TO DO
Pick out and copy every line below that has the word "response".

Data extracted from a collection
// self
use crate::{_prelude::*, obs::Operation};

/// Type alias that resolves to an instrumented future when tracing is enabled.
#[cfg(feature = "tracing")]
pub type InstrumentedOperation<F> = tracing::instrument::Instrumented<F>;
/// Passthrough future type when tracing is disabled.
#[cfg(not(feature = "tracing"))]
pub type InstrumentedOperation<F> = F;

/// A span builder used by the executor and grant flows.
#[derive(Clone, Debug)]
pub struct OperationSpan {
	#[cfg(feature = "tracing")]
	span: tracing::Span,
}
impl OperationSpan {
	/// Creates a new span tagged with the provided operation + stage.
	pub fn new(operation: Operation, stage: &'static str) -> Self {
		#[cfg(feature = "tracing")]
		{
			let span =
				tracing::info_span!("pathao_courier.request", operation = operation.as_str(), stage);

			Self { span }
		}
		#[cfg(not(feature = "tracing"))]
		{
			let _ = (operation, stage);

			Self {}
		}
	}

	/// Instruments an async block without holding a guard across `.await` points.
	pub fn instrument<Fut>(&self, fut: Fut) -> InstrumentedOperation<Fut>
	where
		Fut: Future,
	{
		#[cfg(feature = "tracing")]
		{
			use tracing::Instrument;

			fut.instrument(self.span.clone())
		}
		#[cfg(not(feature = "tracing"))]
		{
			fut
		}
	}
}

/// Emits a debug event when a cached bearer token is reused.
pub(crate) fn log_token_cache_hit(key: &str) {
	#[cfg(feature = "tracing")]
	tracing::debug!(key, "Reusing cached access token.");
	#[cfg(not(feature = "tracing"))]
	let _ = key;
}

/// Emits a debug event after the token endpoint issued a new bearer token.
pub(crate) fn log_token_issued(operation: Operation, expires_in: i64, cached: bool) {
	#[cfg(feature = "tracing")]
	tracing::debug!(operation = operation.as_str(), expires_in, cached, "Issued access token.");
	#[cfg(not(feature = "tracing"))]
	let _ = (operation, expires_in, cached);
}

/// Emits an error event for a non-success API response.
pub(crate) fn log_api_error(endpoint: &str, method: &str, status: u16, message: &str, body: &str) {
	#[cfg(feature = "tracing")]
	tracing::error!(endpoint, method, status, message, body, "Pathao API error.");
	#[cfg(not(feature = "tracing"))]
	let _ = (endpoint, method, status, message, body);
}

/// Emits an error event for a request that never produced a response.
pub(crate) fn log_network_error(endpoint: &str, error: &dyn Display) {
	#[cfg(feature = "tracing")]
	tracing::error!(endpoint, error = %error, "Pathao API network error.");
	#[cfg(not(feature = "tracing"))]
	let _ = (endpoint, error);
}

#[cfg(test)]
mod tests {
	// self
	use super::*;

	#[tokio::test]
	async fn instrument_wraps_future() {
		let span = OperationSpan::new(Operation::ApiRequest, "instrument_wraps_future");
		let value = span.instrument(async { 42 }).await;

		assert_eq!(value, 42);
	}

	#[test]
	fn log_helpers_accept_structured_fields() {
		log_token_cache_hit("pathao_courier_access_token");
		log_token_issued(Operation::PasswordGrant, 3_600, true);
		log_api_error("/aladdin/api/v1/orders", "POST", 422, "Invalid zone", "{}");
		log_network_error("/aladdin/api/v1/orders", &"connection refused");
	}
}
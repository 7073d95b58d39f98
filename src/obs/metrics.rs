//! Request counters exported through the `metrics` facade.
//!
//! Every grant and API call bumps [`REQUEST_COUNTER`] twice: once on attempt, then once on
//! success or failure. Without the `metrics` feature nothing is emitted.

// self
use crate::obs::{Operation, Outcome};

/// Counter name, labelled by `operation` and `outcome`.
pub const REQUEST_COUNTER: &str = "pathao_courier_request_total";

/// Bumps [`REQUEST_COUNTER`] for one `operation` stage.
#[cfg(feature = "metrics")]
pub fn record_outcome(operation: Operation, outcome: Outcome) {
	metrics::counter!(
		REQUEST_COUNTER,
		"operation" => operation.as_str(),
		"outcome" => outcome.as_str()
	)
	.increment(1);
}

/// Bumps [`REQUEST_COUNTER`] for one `operation` stage.
#[cfg(not(feature = "metrics"))]
pub fn record_outcome(_: Operation, _: Outcome) {}

#[cfg(test)]
mod tests {
	// self
	use super::*;

	#[test]
	fn record_outcome_without_recorder_is_harmless() {
		for operation in [Operation::PasswordGrant, Operation::RefreshGrant, Operation::ApiRequest] {
			for outcome in [Outcome::Attempt, Outcome::Success, Outcome::Failure] {
				record_outcome(operation, outcome);
			}
		}

		assert!(REQUEST_COUNTER.ends_with("_total"));
	}
}
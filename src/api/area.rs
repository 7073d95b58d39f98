//! Geography lookups: cities, zones, and areas.

// self
use crate::{
	_prelude::*,
	api::API_PREFIX,
	executor::{ApiRequest, RequestExecutor},
};

/// City, zone, and area listings.
///
/// Lookups are sent without a bearer token unless [`authenticated`](Self::authenticated) is
/// used. They still count against the rate limit.
#[derive(Clone, Copy, Debug)]
pub struct AreaApi<'a> {
	executor: &'a RequestExecutor,
	requires_auth: bool,
}
impl<'a> AreaApi<'a> {
	/// Creates a client that sends lookups without authentication.
	pub fn new(executor: &'a RequestExecutor) -> Self {
		Self { executor, requires_auth: false }
	}

	/// Attaches a bearer token to every lookup made through the returned handle.
	pub fn authenticated(self) -> Self {
		Self { requires_auth: true, ..self }
	}

	/// Lists delivery cities.
	pub async fn cities(&self) -> Result<Value> {
		self.get(format!("{API_PREFIX}/city-list")).await
	}

	/// Lists the zones of `city_id`.
	pub async fn zones(&self, city_id: u64) -> Result<Value> {
		self.get(format!("{API_PREFIX}/cities/{city_id}/zone-list")).await
	}

	/// Lists the areas of `zone_id`.
	pub async fn areas(&self, zone_id: u64) -> Result<Value> {
		self.get(format!("{API_PREFIX}/zones/{zone_id}/area-list")).await
	}

	async fn get(&self, path: String) -> Result<Value> {
		self.executor.execute(ApiRequest::get(path).with_auth(self.requires_auth)).await
	}
}
//! Delivery price calculation.

// self
use crate::{
	_prelude::*,
	api::{self, API_PREFIX, validate},
	executor::{ApiRequest, RequestExecutor},
};

/// Body for [`PriceApi::calculate`].
#[derive(Clone, Debug, Default, PartialEq, Serialize, Deserialize)]
pub struct PriceQuery {
	/// Pickup store; the configured default is used when `None`.
	#[serde(skip_serializing_if = "Option::is_none")]
	pub store_id: Option<u64>,
	/// [`ITEM_DOCUMENT`](crate::api::ITEM_DOCUMENT) or [`ITEM_PARCEL`](crate::api::ITEM_PARCEL).
	pub item_type: u32,
	/// [`DELIVERY_NORMAL`](crate::api::DELIVERY_NORMAL) or
	/// [`DELIVERY_ON_DEMAND`](crate::api::DELIVERY_ON_DEMAND).
	pub delivery_type: u32,
	/// Weight in kilograms, 0.5 to 10.
	pub item_weight: f64,
	/// Destination city.
	pub recipient_city: u64,
	/// Destination zone.
	pub recipient_zone: u64,
}

/// Price-plan lookups.
#[derive(Clone, Copy, Debug)]
pub struct PriceApi<'a> {
	executor: &'a RequestExecutor,
	default_store_id: Option<u64>,
}
impl<'a> PriceApi<'a> {
	/// Creates a client that fills `store_id` from `default_store_id` when a query omits it.
	pub fn new(executor: &'a RequestExecutor, default_store_id: Option<u64>) -> Self {
		Self { executor, default_store_id }
	}

	/// Calculates the delivery charge for a parcel.
	pub async fn calculate<T>(&self, query: &T) -> Result<Value>
	where
		T: ?Sized + Serialize,
	{
		let mut body = api::to_body(query)?;

		validate::object(&body)?;

		let store_missing = body.get("store_id").is_none_or(Value::is_null);

		if let (true, Some(store_id)) = (store_missing, self.default_store_id) {
			body["store_id"] = store_id.into();
		}

		validate::price(&body)?;

		self.executor
			.execute(ApiRequest::post(format!("{API_PREFIX}/merchant/price-plan"), body))
			.await
	}
}
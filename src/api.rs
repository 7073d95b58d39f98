//! Resource clients layered over the [`RequestExecutor`](crate::executor::RequestExecutor).
//!
//! Each client borrows the executor, validates input locally, and returns the API's JSON
//! response unchanged. Methods accept any [`Serialize`] payload: the typed structs in this
//! module, or a raw [`Value`] when a field is not modelled here.

pub mod area;
pub mod order;
pub mod price;
pub mod stores;
pub mod validate;

pub use area::AreaApi;
pub use order::{NewOrder, OrderApi};
pub use price::{PriceApi, PriceQuery};
pub use stores::{NewStore, StoreApi};

// self
use crate::{_prelude::*, error::ValidationError};

/// Normal (48 hour) delivery.
pub const DELIVERY_NORMAL: u32 = 48;
/// On-demand (12 hour) delivery.
pub const DELIVERY_ON_DEMAND: u32 = 12;
/// Document shipment.
pub const ITEM_DOCUMENT: u32 = 1;
/// Parcel shipment.
pub const ITEM_PARCEL: u32 = 2;

pub(crate) const API_PREFIX: &str = "/aladdin/api/v1";

pub(crate) fn to_body<T>(payload: &T) -> Result<Value>
where
	T: ?Sized + Serialize,
{
	serde_json::to_value(payload).map_err(|e| {
		ValidationError::invalid("body", format!("Request body could not be serialized: {e}"))
			.into()
	})
}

EXPECTED OUTPUT
/// Emits an error event for a non-success API response.
/// Emits an error event for a request that never produced a response.
//! response unchanged. Methods accept any [`Serialize`] payload: the typed structs in this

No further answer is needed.